Living Architecture Weblog A design, management and construction company specializing in Green Roofs

Living Architecture Weblog A design, management and construction company specializing in Green Roofs

The High Tech Meadow

As inviting as this field might look on first glance, it’s not a great place for a bare foot walk. That’s because what you can’t see is very possibly the most advanced and comprehensive engineered wind uplift solution for a high-altitude green roof in use anywhere in the world.

Needless to say, there are a number of differences between conventional landscape design and green roof design. One such consideration is that, the higher the roof, the less protection it will have from wind above a certain height there are no trees and fewer other buildings to baffle or reduce the wind’s impact. It’s not simply a matter of wind eroding away parts of the growing media, in fact the largest concern with wind is the vacuum effect created when wind blows across the parapet. Air turbulence above the parapet creates a vacuum on the other side of the parapet (two websites that illustrate the principle nicely can be found here and here ). That vacuum called wind uplift can pull apart roofing systems.

Naturally the key to dealing with the vacuum effect of wind uplift is to resist lifting. One way to do this is simply to add more weight adding heavier elements to the growing media to make it harder to lift. This is a workable solution in general, but it has it’s limits.

Take, for instance, the roof pictured above a roof on the 29th floor of a building that sits only 500 meters (1600 feet) from the 14th largest lake in the world. There are few green roofs in the world that face challenges akin to this one, so there aren’t a lot of best practices in place for how to secure such a roof. Clearly though, conventional thinking would require that the weight of the growing media be increased dramatically to compensate for the increased uplift power but increased weight would require significant alteration of the growing media and would add costs for structural reinforcement. Obviously some “out of the box” thinking was needed: that means, of course, that it was a perfect job for Living Architecture!

In a consultation between Living Architecture Principal and green roof guru Rick Buist, and the project architects, a plan was arrived at which, rather than weigh each individual point in the system down, would integrate the system more securely, so that a heavy wind uplift at any point on the system would have to overcome the entire system’s weight, rather than simply pull apart isolated sedum mats.

The first step, seen in the foreground above, was to lay down a thin layer of concrete ballast in the form of paving stones. Partly this was done to add some weight to the system, but also, with the ballast comes the skeleton that will be used to combine the elements of the system in place Looking at the foreground of the image above, you can see that each of the ballast pavers has a steel rod anchored in place in it’s center. These rods in turn protrude through the retention boards (and here are capped with orange safety caps to protect in the event of falls during construction).

Once the remaining layers are in place (for more details on the layers of this green roof system see our previous blog entries ) it’s time for the growing media, seen above.

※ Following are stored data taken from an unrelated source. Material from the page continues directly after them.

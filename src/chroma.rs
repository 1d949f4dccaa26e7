//! [`SnippetStore`] backed by a Chroma server (HTTP API v2).
//!
//! Chroma keeps documents and vectors and answers nearest-neighbour queries.
//! It does not compute embeddings for HTTP clients, so every document and
//! query goes through the configured [`EmbeddingProvider`] first.
//!
//! | Operation | Endpoint |
//! |-----------|----------|
//! | connect | `GET /api/v2/heartbeat`, `POST .../collections` (get or create) |
//! | [`add`](SnippetStore::add), [`add_batch`](SnippetStore::add_batch) | `POST .../collections/{id}/upsert` |
//! | [`search`](SnippetStore::search) | `POST .../collections/{id}/query` |
//!
//! `upsert` replaces a document with the same id, so re-indexing a file does
//! not duplicate its snippets. A batch is embedded in `embedding.batch_size`
//! chunks and written with a single upsert.

use anyhow::{anyhow, bail, Context, Result};
use async_trait::async_trait;
use std::time::Duration;

use code_companion_core::store::{Metadata, SnippetStore, StoreDocument};
use code_companion_core::SearchResult;

use crate::config::StoreConfig;
use crate::embedding::{embed_one, EmbeddingProvider};

pub struct ChromaStore {
    client: reqwest::Client,
    /// `{url}/api/v2/tenants/{tenant}/databases/{database}`
    base: String,
    collection_id: String,
    embedder: Box<dyn EmbeddingProvider>,
}

impl ChromaStore {
    /// Check the server is reachable and get or create the collection.
    pub async fn connect(
        config: &StoreConfig,
        embedder: Box<dyn EmbeddingProvider>,
    ) -> Result<Self> {
        let client = reqwest::Client::builder()
            .timeout(Duration::from_secs(config.timeout_secs))
            .build()?;
        let url = config.url.trim_end_matches('/');

        client
            .get(format!("{}/api/v2/heartbeat", url))
            .send()
            .await
            .and_then(|r| r.error_for_status())
            .with_context(|| format!("Chroma is not reachable at {}", url))?;

        let base = format!(
            "{}/api/v2/tenants/{}/databases/{}",
            url, config.tenant, config.database
        );

        let body = serde_json::json!({
            "name": config.collection,
            "metadata": {
                "type": "code",
                "embedding_model": embedder.model_name(),
            },
            "get_or_create": true,
        });
        let json = post_json(&client, &format!("{}/collections", base), &body)
            .await
            .with_context(|| format!("Failed to open collection '{}'", config.collection))?;

        let collection_id = json
            .get("id")
            .and_then(|v| v.as_str())
            .ok_or_else(|| anyhow!("Invalid Chroma response: collection has no id"))?
            .to_string();

        tracing::debug!(
            collection = %config.collection,
            id = %collection_id,
            "opened Chroma collection"
        );

        Ok(Self {
            client,
            base,
            collection_id,
            embedder,
        })
    }

    fn collection_url(&self, action: &str) -> String {
        format!("{}/collections/{}/{}", self.base, self.collection_id, action)
    }
}

#[async_trait]
impl SnippetStore for ChromaStore {
    async fn add(&self, id: &str, text: &str, metadata: &Metadata) -> Result<()> {
        let doc = StoreDocument {
            id: id.to_string(),
            text: text.to_string(),
            metadata: metadata.clone(),
        };
        self.add_batch(std::slice::from_ref(&doc)).await
    }

    async fn add_batch(&self, docs: &[StoreDocument]) -> Result<()> {
        if docs.is_empty() {
            return Ok(());
        }
        let texts: Vec<String> = docs.iter().map(|d| d.text.clone()).collect();
        let vectors = self.embedder.embed(&texts).await?;
        if vectors.len() != docs.len() {
            bail!(
                "Embedding provider returned {} vectors for {} documents",
                vectors.len(),
                docs.len()
            );
        }
        let body = upsert_body(docs, &vectors);
        post_json(&self.client, &self.collection_url("upsert"), &body).await?;
        Ok(())
    }

    async fn search(&self, query: &str, k: usize) -> Result<Vec<SearchResult>> {
        if k == 0 {
            return Ok(Vec::new());
        }
        let vector = embed_one(self.embedder.as_ref(), query).await?;
        let body = serde_json::json!({
            "query_embeddings": [vector],
            "n_results": k,
            "include": ["documents", "distances"],
        });
        let json = post_json(&self.client, &self.collection_url("query"), &body).await?;
        parse_query_response(&json)
    }
}

async fn post_json(
    client: &reqwest::Client,
    url: &str,
    body: &serde_json::Value,
) -> Result<serde_json::Value> {
    let response = client.post(url).json(body).send().await?;
    let status = response.status();
    if !status.is_success() {
        let body_text = response.text().await.unwrap_or_default();
        bail!("Chroma API error {}: {}", status, body_text);
    }
    Ok(response.json().await?)
}

fn upsert_body(docs: &[StoreDocument], vectors: &[Vec<f32>]) -> serde_json::Value {
    serde_json::json!({
        "ids": docs.iter().map(|d| d.id.as_str()).collect::<Vec<_>>(),
        "documents": docs.iter().map(|d| d.text.as_str()).collect::<Vec<_>>(),
        "metadatas": docs.iter().map(|d| &d.metadata).collect::<Vec<_>>(),
        "embeddings": vectors,
    })
}

/// Flatten the first query group of a Chroma `query` response.
///
/// Chroma answers with one group per query embedding; we always send one.
/// Entries whose document is `null` are skipped.
fn parse_query_response(json: &serde_json::Value) -> Result<Vec<SearchResult>> {
    let first_group = |key: &str| -> Result<Vec<serde_json::Value>> {
        Ok(json
            .get(key)
            .and_then(|v| v.as_array())
            .ok_or_else(|| anyhow!("Invalid Chroma response: missing {}", key))?
            .first()
            .and_then(|g| g.as_array())
            .cloned()
            .unwrap_or_default())
    };

    let documents = first_group("documents")?;
    let distances = first_group("distances")?;

    Ok(documents
        .iter()
        .enumerate()
        .filter_map(|(i, doc)| {
            let text = doc.as_str()?;
            let distance = distances.get(i).and_then(|d| d.as_f64()).unwrap_or(f64::MAX);
            Some(SearchResult::new(text, distance))
        })
        .collect())
}
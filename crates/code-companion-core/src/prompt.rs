//! Retrieval-augmented prompt assembly.
//!
//! [`build_prompt`] turns a question plus ranked search results into the user
//! prompt for the generation call. It is a pure function: the same inputs
//! always produce the same text, and results are emitted in the order given
//! (the store has already ranked them).
//!
//! # Layout
//!
//! ```text
//! <preamble>
//!
//! --- Example 1 ---
//! File: internal/scene/loader.go
//! Function: LoadScene
//! Lines: 10-15
//! <decoded body>
//!
//! --- Example 2 ---
//! ...
//!
//! Question:
//! <question>
//!
//! <closing instructions>
//! ```
//!
//! With no results the question is returned unchanged so the model is not
//! handed an empty context section.

use crate::codec::decode;
use crate::models::SearchResult;

/// System prompt recommended for the generation call.
pub const DEFAULT_SYSTEM_PROMPT: &str = "You are a coding assistant that answers questions \
about the user's own codebase. Prefer the patterns and conventions shown in the provided \
examples.";

const PREAMBLE: &str = "The following examples come from the user's own codebase. \
Use them to inform the style and structure of your answer, but do not copy them verbatim.";

const CLOSING: &str = "When answering:\n\
1. Identify which example(s) informed your answer.\n\
2. Adapt the patterns to the question instead of copying code.\n\
3. Keep naming and error-handling conventions consistent with the examples.\n\
4. Return a complete, runnable example.";

/// Build the user prompt for `question` from retrieved `results`.
pub fn build_prompt(question: &str, results: &[SearchResult]) -> String {
    if results.is_empty() {
        return question.to_string();
    }

    let mut prompt = String::new();
    prompt.push_str(PREAMBLE);
    prompt.push_str("\n\n");

    for (i, result) in results.iter().enumerate() {
        push_example(&mut prompt, i + 1, result);
    }

    prompt.push_str("Question:\n");
    prompt.push_str(question);
    prompt.push_str("\n\n");
    prompt.push_str(CLOSING);
    prompt.push('\n');
    prompt
}

fn push_example(prompt: &mut String, number: usize, result: &SearchResult) {
    let decoded = decode(&result.text);

    prompt.push_str(&format!("--- Example {} ---\n", number));
    if !decoded.file_path.is_empty() {
        prompt.push_str(&format!("File: {}\n", decoded.file_path));
    }
    if !decoded.function_name.is_empty() {
        prompt.push_str(&format!("Function: {}\n", decoded.function_name));
    }
    if decoded.has_line_range() {
        prompt.push_str(&format!(
            "Lines: {}-{}\n",
            decoded.start_line, decoded.end_line
        ));
    }

    // decode() already returns the whole text as body when no header was
    // recovered, so nothing is ever dropped here.
    prompt.push_str(&decoded.body);
    if !decoded.body.ends_with('\n') {
        prompt.push('\n');
    }
    prompt.push('\n');
}

#[cfg(test)]
mod tests {
    use super::*;
    use crate::codec::encode;
    use crate::models::Snippet;

    fn encoded(name: &str, start: usize, end: usize, code: &str) -> String {
        encode(&Snippet {
            id: Snippet::make_id("scene.go", start),
            file_path: "scene.go".to_string(),
            language: "go".to_string(),
            function_name: name.to_string(),
            code: code.to_string(),
            start_line: start,
            end_line: end,
            doc_string: String::new(),
        })
    }

    #[test]
    fn test_empty_results_returns_question() {
        assert_eq!(build_prompt("explain X", &[]), "explain X");
    }

    #[test]
    fn test_sections_follow_result_order() {
        let results = vec![
            SearchResult::new(encoded("Second", 20, 22, "func Second() {}"), 0.1),
            SearchResult::new(encoded("First", 3, 7, "func First() {}"), 0.4),
        ];
        let prompt = build_prompt("how are scenes loaded?", &results);

        let first = prompt.find("--- Example 1 ---").unwrap();
        let second = prompt.find("--- Example 2 ---").unwrap();
        assert!(first < second);
        assert!(prompt[first..second].contains("Function: Second"));
        assert!(prompt[second..].contains("Function: First"));
        assert!(prompt.contains("Lines: 20-22\nfunc Second() {}\n"));
        assert!(!prompt.contains("--- Example 3 ---"));
    }

    #[test]
    fn test_question_appears_once_after_examples() {
        let results = vec![SearchResult::new(encoded("A", 1, 2, "func A() {}"), 0.2)];
        let question = "how do I set up a scene?";
        let prompt = build_prompt(question, &results);

        assert_eq!(prompt.matches(question).count(), 1);
        assert!(prompt.find(question).unwrap() > prompt.find("--- Example 1 ---").unwrap());
        assert!(prompt.starts_with(PREAMBLE));
        assert!(prompt.trim_end().ends_with("Return a complete, runnable example."));
    }

    #[test]
    fn test_headerless_result_keeps_full_text() {
        let raw = "func legacy() {\n\treturn\n}";
        let prompt = build_prompt("q?", &[SearchResult::new(raw, 0.5)]);
        assert!(prompt.contains("--- Example 1 ---\nfunc legacy() {\n\treturn\n}\n"));
        assert!(!prompt.contains("File:"));
        assert!(!prompt.contains("Function:"));
    }

    #[test]
    fn test_deterministic() {
        let results = vec![SearchResult::new(encoded("A", 1, 2, "func A() {}"), 0.2)];
        assert_eq!(build_prompt("q", &results), build_prompt("q", &results));
    }
}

Once the growing media is in place, it’s time for the ‘skin’ of our wind uplift system:

Above you can see the stainless steel mesh that is laid over the top of the growing media and tucked within the edging. The steel mesh will keep the media and the roof layers in place once it’s been anchored to the skeleton. But as with any structure, the skin needs to be integrated with the skeleton:

Here we are at the almost final step. The stainless steel rods visible in the first picture are now submerged in roof system layers and growing media, but are still visible. You can also see, looking at the rods in the foreground, that each one has had a washer and nut fastened to the top of them (that’s what those two gentleman in the middle of the frame are engaged in). Once tightened up, this attaches the layer of mesh to the paver underneath, capturing the growing media and the green roof components in a ‘stainless steel sandwich’ and turning all the otherwise loosely connected components into a single entity pavers, components, media and mesh which will resist wind uplift along any one of it’s edges with the weight of the entire system.

Now the system is in place and safe, but you will recall I wrote ‘almost final step’ above one more thing remains to be done. Looking at the image above, the sunlight on the mesh is quite telling mostly what is visible is the stainless steel and the roof now has the look of something metallic rather more than natural. Somewhat disappointing from an aesthetic point of view. But luckily, time is on our side:

It doesn’t take long for the grass to start sprouting enough that the sheen on the mesh is obscured. A matter of weeks later and we’re back where we started:

Now that we know what to look for, we can see the ends of some of the rods peeking through but by far the best part of the system is now hidden beneath a lush layer of green.

You’d never know you were looking at cutting edge design and engineering. That’s what we do at Living Architecture: make the impossible look only natural.